Starting with the first line below, reproduce each line exactly until you have included the one bearing "pub enum HistoryDecode".
----- SUPPLIED DATA -----
//! Role-scoped, persisted log of sent messages.

use std::fs;
use std::path::{Path, PathBuf};

use tracing::warn;

use crate::error::Result;
use crate::role::Role;
use crate::wire::MessageRecord;

/// Outcome of decoding a role's stored history.
///
/// Corruption is an explicit signal here so callers can log it; the
/// convenience accessors below degrade it to an empty history.
#[derive(Debug)]
pub enum HistoryDecode {
    Records(Vec<MessageRecord>),
    Missing,
    Corrupt(serde_json::Error),
}

/// Append-only message history, one JSON-array file per role.
///
/// Single-operator by construction: whole-file rewrites, no concurrent-writer
/// protection.
#[derive(Debug, Clone)]
pub struct HistoryStore {
    dir: PathBuf,
}

impl HistoryStore {
    pub fn new(dir: impl Into<PathBuf>) -> Self {
        Self { dir: dir.into() }
    }

    /// `~/.aggprobe/history`, if a home directory exists.
    pub fn default_dir() -> Option<PathBuf> {
        dirs::home_dir().map(|home| home.join(".aggprobe").join("history"))
    }

    pub fn dir(&self) -> &Path {
        &self.dir
    }

    fn path_for(&self, role: Role) -> PathBuf {
        self.dir.join(format!("messageHistory_{role}.json"))
    }

    /// Decode a role's stored history without hiding corruption.
    pub fn decode(&self, role: Role) -> HistoryDecode {
        let path = self.path_for(role);
        if !path.exists() {
            return HistoryDecode::Missing;
        }
        let raw = match fs::read_to_string(&path) {
            Ok(raw) => raw,
            Err(error) => {
                warn!(role = %role, path = %path.display(), "history read failed: {error}");
                return HistoryDecode::Missing;
            }
        };
        match serde_json::from_str(&raw) {
            Ok(records) => HistoryDecode::Records(records),
            Err(error) => HistoryDecode::Corrupt(error),
        }
    }

    /// All records for a role in append order; corruption degrades to an
    /// empty history, never an error.
    pub fn list(&self, role: Role) -> Vec<MessageRecord> {
        match self.decode(role) {
            HistoryDecode::Records(records) => records,
            HistoryDecode::Missing => Vec::new(),
            HistoryDecode::Corrupt(error) => {
                warn!(role = %role, "history is corrupt, treating as empty: {error}");
                Vec::new()
            }
        }
    }

    /// Record at `index`, `None` when out of bounds.
    pub fn get(&self, role: Role, index: usize) -> Option<MessageRecord> {
        self.list(role).into_iter().nth(index)
    }

    /// Append one record, rewriting the role's file whole.
    pub fn append(&self, role: Role, record: &MessageRecord) -> Result<()> {
        let mut records = self.list(role);
        records.push(record.clone());

        fs::create_dir_all(&self.dir)?;
        let json = serde_json::to_string_pretty(&records)?;
        let path = self.path_for(role);
        let tmp = tmp_path(&path);
        fs::write(&tmp, json)?;
        fs::rename(&tmp, &path)?;
        Ok(())
    }
}

fn tmp_path(path: &Path) -> PathBuf {
    let mut tmp = path.to_path_buf();
    let extension = path
        .extension()
        .map(|ext| format!("{}.tmp", ext.to_string_lossy()))
        .unwrap_or_else(|| "tmp".to_string());
    tmp.set_extension(extension);
    tmp
}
-----
● WORKED SOLUTION:
//! Role-scoped, persisted log of sent messages.

use std::fs;
use std::path::{Path, PathBuf};

use tracing::warn;

use crate::error::Result;
use crate::role::Role;
use crate::wire::MessageRecord;

/// Outcome of decoding a role's stored history.
///
/// Corruption is an explicit signal here so callers can log it; the
/// convenience accessors below degrade it to an empty history.
#[derive(Debug)]
pub enum HistoryDecode {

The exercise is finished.